ACTIVITY: Each line in the entries that has the word "parts" has to be copied.

────────

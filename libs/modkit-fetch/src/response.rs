use crate::classify;
use crate::error::{BoxError, FetchError};
use crate::headers::{CONTENT_TYPE, HeaderMap, is_json_content_type};
use crate::transport::ResponseBody;
use bytes::Bytes;
use http::{Response, StatusCode};
use http_body_util::BodyExt;
use serde_json::Value;
use thiserror::Error;

/// Maximum bytes of an error body kept in `raw_body` and in the status message
pub const ERROR_BODY_PREVIEW_LIMIT: usize = 8 * 1024;

/// Decoded body of a successful call.
#[derive(Debug, Clone, PartialEq)]
pub enum Content {
    /// The response declared a JSON content type
    Json(Value),
    /// Any other content type, decoded as (lossy) UTF-8
    Text(String),
}

impl Content {
    #[must_use]
    pub fn as_json(&self) -> Option<&Value> {
        match self {
            Self::Json(value) => Some(value),
            Self::Text(_) => None,
        }
    }

    #[must_use]
    pub fn as_text(&self) -> Option<&str> {
        match self {
            Self::Text(text) => Some(text),
            Self::Json(_) => None,
        }
    }

    /// Textual form: the text itself, or serialized JSON
    #[must_use]
    pub fn into_text(self) -> String {
        match self {
            Self::Text(text) => text,
            Self::Json(value) => value.to_string(),
        }
    }
}

/// A fully read response, before interpretation.
#[derive(Debug, Clone)]
pub struct RawResponse {
    pub status: StatusCode,
    /// Reason phrase as sent by the server, or the canonical one
    pub status_text: String,
    pub headers: HeaderMap,
    /// `None` when an error body could not be read
    pub body: Option<Bytes>,
}

#[derive(Error, Debug)]
pub enum BodyReadError {
    #[error("response body too large: {actual} bytes exceeds limit of {limit} bytes")]
    TooLarge { limit: usize, actual: usize },

    #[error(transparent)]
    Transport(BoxError),
}

/// Read a transport response into a [`RawResponse`].
///
/// Bodies are read up to `max_body_size`. Failing to read a success body is a
/// [`FetchError::Network`]; failing to read an error body only leaves `body`
/// empty, so the status is never masked. Error bodies are kept whole here so
/// the detail can be found past [`ERROR_BODY_PREVIEW_LIMIT`].
pub async fn read_response(
    response: Response<ResponseBody>,
    max_body_size: usize,
) -> Result<RawResponse, FetchError> {
    let (parts, body) = response.into_parts();
    let status = parts.status;
    let status_text = parts
        .extensions
        .get::<hyper::ext::ReasonPhrase>()
        .map(|reason| String::from_utf8_lossy(reason.as_bytes()).into_owned())
        .or_else(|| status.canonical_reason().map(str::to_owned))
        .unwrap_or_default();
    let headers = HeaderMap::from(&parts.headers);

    let body = if status.is_success() {
        Some(
            read_body_limited(body, max_body_size)
                .await
                .map_err(classify::body_error)?,
        )
    } else {
        match read_body_limited(body, max_body_size).await {
            Ok(bytes) => Some(bytes),
            Err(e) => {
                tracing::debug!(error = %e, %status, "error body not readable");
                None
            }
        }
    };

    Ok(RawResponse {
        status,
        status_text,
        headers,
        body,
    })
}

/// Collect `body`, failing once more than `limit` decoded bytes arrive.
pub async fn read_body_limited(
    body: ResponseBody,
    limit: usize,
) -> Result<Bytes, BodyReadError> {
    let mut collected = Vec::new();
    let mut body = std::pin::pin!(body);

    while let Some(frame) = body.frame().await {
        let frame = frame.map_err(BodyReadError::Transport)?;
        if let Some(chunk) = frame.data_ref() {
            if collected.len() + chunk.len() > limit {
                return Err(BodyReadError::TooLarge {
                    limit,
                    actual: collected.len() + chunk.len(),
                });
            }
            collected.extend_from_slice(chunk);
        }
    }

    Ok(Bytes::from(collected))
}

/// Turn a raw response into the call's result.
///
/// - non-success status → [`FetchError::HttpStatus`]
/// - 204 / 205 → `None`, whatever the content type
/// - JSON content type → [`Content::Json`], or [`FetchError::Decoding`]
/// - anything else → [`Content::Text`]
///
/// # Errors
/// See above.
pub fn interpret(raw: &RawResponse, url: &str) -> Result<Option<Content>, FetchError> {
    if !raw.status.is_success() {
        return Err(classify::status_error(raw));
    }

    if matches!(raw.status, StatusCode::NO_CONTENT | StatusCode::RESET_CONTENT) {
        return Ok(None);
    }

    let body = raw.body.as_deref().unwrap_or_default();
    let is_json = raw
        .headers
        .get(CONTENT_TYPE)
        .is_some_and(is_json_content_type);

    if is_json {
        let value = serde_json::from_slice(body).map_err(|e| FetchError::Decoding {
            url: url.to_owned(),
            message: e.to_string(),
        })?;
        Ok(Some(Content::Json(value)))
    } else {
        Ok(Some(Content::Text(String::from_utf8_lossy(body).into_owned())))
    }
}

────────

PROBLEM SOLUTION:
    let (parts, body) = response.into_parts();
    let status = parts.status;
    let status_text = parts
    let headers = HeaderMap::from(&parts.headers);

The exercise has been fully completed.